§ Work item:
Reproduce the data that follows precisely.

Saved data entries:
________________

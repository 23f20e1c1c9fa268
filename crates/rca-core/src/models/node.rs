//! Grid nodes of a "5 Whys" section.
//!
//! # Examples
//!
//! ```
//! use rca_core::models::{NodeKind, WhyNode};
//!
//! let cv = WhyNode::validated_cause("cv1", "Bearing overheated");
//! let why = WhyNode::why("w1", 1, 0, &cv.id);
//! assert_eq!(cv.kind, NodeKind::Cv);
//! assert_eq!(why.parent_id.as_deref(), Some("cv1"));
//! assert!(why.is_blank());
//! ```

use serde::{Deserialize, Serialize};
use ts_rs::TS;

use crate::constants::CV_COL;

/// The three node roles in a section.
#[derive(Debug, Clone, Copy, PartialEq, Eq, Hash, Serialize, Deserialize, TS)]
#[serde(rename_all = "lowercase")]
#[ts(export)]
pub enum NodeKind {
    /// The validated cause heading the section. Exactly one per section.
    Cv,
    /// A user-editable link of a causal chain.
    Why,
    /// Terminal marker paired with a `why` marked as root cause.
    Root,
}

impl NodeKind {
    pub fn as_str(&self) -> &'static str {
        match self {
            Self::Cv => "cv",
            Self::Why => "why",
            Self::Root => "root",
        }
    }

    /// Parse from string (matching the serde rename).
    pub fn from_str_name(s: &str) -> Option<Self> {
        match s {
            "cv" => Some(Self::Cv),
            "why" => Some(Self::Why),
            "root" => Some(Self::Root),
            _ => None,
        }
    }
}

impl std::fmt::Display for NodeKind {
    fn fmt(&self, f: &mut std::fmt::Formatter<'_>) -> std::fmt::Result {
        f.write_str(self.as_str())
    }
}

/// One cell of the section grid.
///
/// `col` grows rightward (deeper in a chain), `row` grows downward (parallel
/// branches). Both are grid positions, never pixels.
#[derive(Debug, Clone, PartialEq, Eq, Serialize, Deserialize, TS)]
#[serde(rename_all = "camelCase")]
#[ts(export)]
pub struct WhyNode {
    pub id: String,
    pub kind: NodeKind,
    pub col: u32,
    pub row: u32,
    pub text: String,
    pub is_root_cause: bool,
    pub parent_id: Option<String>,
}

impl WhyNode {
    /// The validated-cause node of a new section: column 0, row 0, no parent.
    pub fn validated_cause(id: impl Into<String>, text: impl Into<String>) -> Self {
        Self {
            id: id.into(),
            kind: NodeKind::Cv,
            col: CV_COL,
            row: 0,
            text: text.into(),
            is_root_cause: false,
            parent_id: None,
        }
    }

    /// An empty `why` hanging off `parent_id`.
    pub fn why(id: impl Into<String>, col: u32, row: u32, parent_id: &str) -> Self {
        Self {
            id: id.into(),
            kind: NodeKind::Why,
            col,
            row,
            text: String::new(),
            is_root_cause: false,
            parent_id: Some(parent_id.to_string()),
        }
    }

    /// A terminal `root` marker for the `why` identified by `parent_id`.
    pub fn terminal(
        id: impl Into<String>,
        col: u32,
        row: u32,
        parent_id: &str,
        text: impl Into<String>,
    ) -> Self {
        Self {
            id: id.into(),
            kind: NodeKind::Root,
            col,
            row,
            text: text.into(),
            is_root_cause: false,
            parent_id: Some(parent_id.to_string()),
        }
    }

    /// True when the text is empty after trimming whitespace.
    pub fn is_blank(&self) -> bool {
        self.text.trim().is_empty()
    }

    pub fn is_why(&self) -> bool {
        self.kind == NodeKind::Why
    }
}
use rca_core::constants::WHY_COL;
use rca_core::errors::ForestError;
use rca_core::models::{NodeKind, SectionRecord, WhyNode};
use rca_core::traits::IIdGenerator;

use crate::graph::invariants::check_invariants;
use crate::graph::SectionGraph;

/// One validated cause and the causal chains grown from it.
#[derive(Debug, Clone)]
pub struct Section {
    /// Stable for the section's lifetime.
    pub id: String,
    /// Causal statement; also the reconciliation key.
    pub name: String,
    pub graph: SectionGraph,
}

impl Section {
    /// A fresh section: the `cv` at `(0, 0)` and one empty `why` at `(1, 0)`.
    pub fn create(ids: &mut dyn IIdGenerator, name: &str) -> Self {
        let id = ids.next_id();
        let cv = WhyNode::validated_cause(ids.next_id(), name);
        let first_why = WhyNode::why(ids.next_id(), WHY_COL, 0, &cv.id);

        let mut graph = SectionGraph::new();
        graph.insert(cv);
        graph.insert(first_why);

        Self {
            id,
            name: name.to_string(),
            graph,
        }
    }

    /// Rebuild a section from its published form, enforcing every invariant.
    pub fn from_record(record: SectionRecord) -> Result<Self, ForestError> {
        let graph = SectionGraph::from_nodes(&record.section_id, record.nodes)?;
        check_invariants(&record.section_id, &graph)?;
        Ok(Self {
            id: record.section_id,
            name: record.root_cause_statement,
            graph,
        })
    }

    pub fn to_record(&self) -> SectionRecord {
        SectionRecord {
            section_id: self.id.clone(),
            root_cause_statement: self.name.clone(),
            nodes: self.graph.to_nodes(),
        }
    }

    pub fn node(&self, node_id: &str) -> Result<&WhyNode, ForestError> {
        self.graph
            .get(node_id)
            .ok_or_else(|| ForestError::node_not_found(&self.id, node_id))
    }

    pub fn validated_cause(&self) -> Result<&WhyNode, ForestError> {
        self.graph
            .validated_cause()
            .ok_or_else(|| ForestError::inconsistency(&self.id, "missing validated cause"))
    }

    pub fn why_count(&self) -> usize {
        self.graph.nodes().filter(|n| n.kind == NodeKind::Why).count()
    }

    pub fn check_invariants(&self) -> Result<(), ForestError> {
        check_invariants(&self.id, &self.graph)
    }
}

________________

§ Reply to the exercise:
repository 23f20e1c1c9fa268
filename crates/rca-core/src/models/node.rs
//! Grid nodes of a "5 Whys" section.
//!
//! # Examples
//!
//! ```
//! use rca_core::models::{NodeKind, WhyNode};
//!
//! let cv = WhyNode::validated_cause("cv1", "Bearing overheated");
//! let why = WhyNode::why("w1", 1, 0, &cv.id);
//! assert_eq!(cv.kind, NodeKind::Cv);
//! assert_eq!(why.parent_id.as_deref(), Some("cv1"));
//! assert!(why.is_blank());
//! ```

use serde::{Deserialize, Serialize};
use ts_rs::TS;

use crate::constants::CV_COL;

/// The three node roles in a section.
#[derive(Debug, Clone, Copy, PartialEq, Eq, Hash, Serialize, Deserialize, TS)]
#[serde(rename_all = "lowercase")]
#[ts(export)]
pub enum NodeKind {
    /// The validated cause heading the section. Exactly one per section.
    Cv,
    /// A user-editable link of a causal chain.
    Why,
    /// Terminal marker paired with a `why` marked as root cause.
    Root,
}

impl NodeKind {
    pub fn as_str(&self) -> &'static str {
        match self {
            Self::Cv => "cv",
            Self::Why => "why",
            Self::Root => "root",
        }
    }

    /// Parse from string (matching the serde rename).
    pub fn from_str_name(s: &str) -> Option<Self> {
        match s {
            "cv" => Some(Self::Cv),
            "why" => Some(Self::Why),
            "root" => Some(Self::Root),
            _ => None,
        }
    }
}

impl std::fmt::Display for NodeKind {
    fn fmt(&self, f: &mut std::fmt::Formatter<'_>) -> std::fmt::Result {
        f.write_str(self.as_str())
    }
}

/// One cell of the section grid.
///
/// `col` grows rightward (deeper in a chain), `row` grows downward (parallel
/// branches). Both are grid positions, never pixels.
#[derive(Debug, Clone, PartialEq, Eq, Serialize, Deserialize, TS)]
#[serde(rename_all = "camelCase")]
#[ts(export)]
pub struct WhyNode {
    pub id: String,
    pub kind: NodeKind,
    pub col: u32,
    pub row: u32,
    pub text: String,
    pub is_root_cause: bool,
    pub parent_id: Option<String>,
}

impl WhyNode {
    /// The validated-cause node of a new section: column 0, row 0, no parent.
    pub fn validated_cause(id: impl Into<String>, text: impl Into<String>) -> Self {
        Self {
            id: id.into(),
            kind: NodeKind::Cv,
            col: CV_COL,
            row: 0,
            text: text.into(),
            is_root_cause: false,
            parent_id: None,
        }
    }

    /// An empty `why` hanging off `parent_id`.
    pub fn why(id: impl Into<String>, col: u32, row: u32, parent_id: &str) -> Self {
        Self {
            id: id.into(),
            kind: NodeKind::Why,
            col,
            row,
            text: String::new(),
            is_root_cause: false,
            parent_id: Some(parent_id.to_string()),
        }
    }

    /// A terminal `root` marker for the `why` identified by `parent_id`.
    pub fn terminal(
        id: impl Into<String>,
        col: u32,
        row: u32,
        parent_id: &str,
        text: impl Into<String>,
    ) -> Self {
        Self {
            id: id.into(),
            kind: NodeKind::Root,
            col,
            row,
            text: text.into(),
            is_root_cause: false,
            parent_id: Some(parent_id.to_string()),
        }
    }

    /// True when the text is empty after trimming whitespace.
    pub fn is_blank(&self) -> bool {
        self.text.trim().is_empty()
    }

    pub fn is_why(&self) -> bool {
        self.kind == NodeKind::Why
    }
}
use rca_core::constants::WHY_COL;
use rca_core::errors::ForestError;
use rca_core::models::{NodeKind, SectionRecord, WhyNode};
use rca_core::traits::IIdGenerator;

use crate::graph::invariants::check_invariants;
use crate::graph::SectionGraph;

/// One validated cause and the causal chains grown from it.
#[derive(Debug, Clone)]
pub struct Section {
    /// Stable for the section's lifetime.
    pub id: String,
    /// Causal statement; also the reconciliation key.
    pub name: String,
    pub graph: SectionGraph,
}

impl Section {
    /// A fresh section: the `cv` at `(0, 0)` and one empty `why` at `(1, 0)`.
    pub fn create(ids: &mut dyn IIdGenerator, name: &str) -> Self {
        let id = ids.next_id();
        let cv = WhyNode::validated_cause(ids.next_id(), name);
        let first_why = WhyNode::why(ids.next_id(), WHY_COL, 0, &cv.id);

        let mut graph = SectionGraph::new();
        graph.insert(cv);
        graph.insert(first_why);

        Self {
            id,
            name: name.to_string(),
            graph,
        }
    }

    /// Rebuild a section from its published form, enforcing every invariant.
    pub fn from_record(record: SectionRecord) -> Result<Self, ForestError> {
        let graph = SectionGraph::from_nodes(&record.section_id, record.nodes)?;
        check_invariants(&record.section_id, &graph)?;
        Ok(Self {
            id: record.section_id,
            name: record.root_cause_statement,
            graph,
        })
    }

    pub fn to_record(&self) -> SectionRecord {
        SectionRecord {
            section_id: self.id.clone(),
            root_cause_statement: self.name.clone(),
            nodes: self.graph.to_nodes(),
        }
    }

    pub fn node(&self, node_id: &str) -> Result<&WhyNode, ForestError> {
        self.graph
            .get(node_id)
            .ok_or_else(|| ForestError::node_not_found(&self.id, node_id))
    }

    pub fn validated_cause(&self) -> Result<&WhyNode, ForestError> {
        self.graph
            .validated_cause()
            .ok_or_else(|| ForestError::inconsistency(&self.id, "missing validated cause"))
    }

    pub fn why_count(&self) -> usize {
        self.graph.nodes().filter(|n| n.kind == NodeKind::Why).count()
    }

    pub fn check_invariants(&self) -> Result<(), ForestError> {
        check_invariants(&self.id, &self.graph)
    }
}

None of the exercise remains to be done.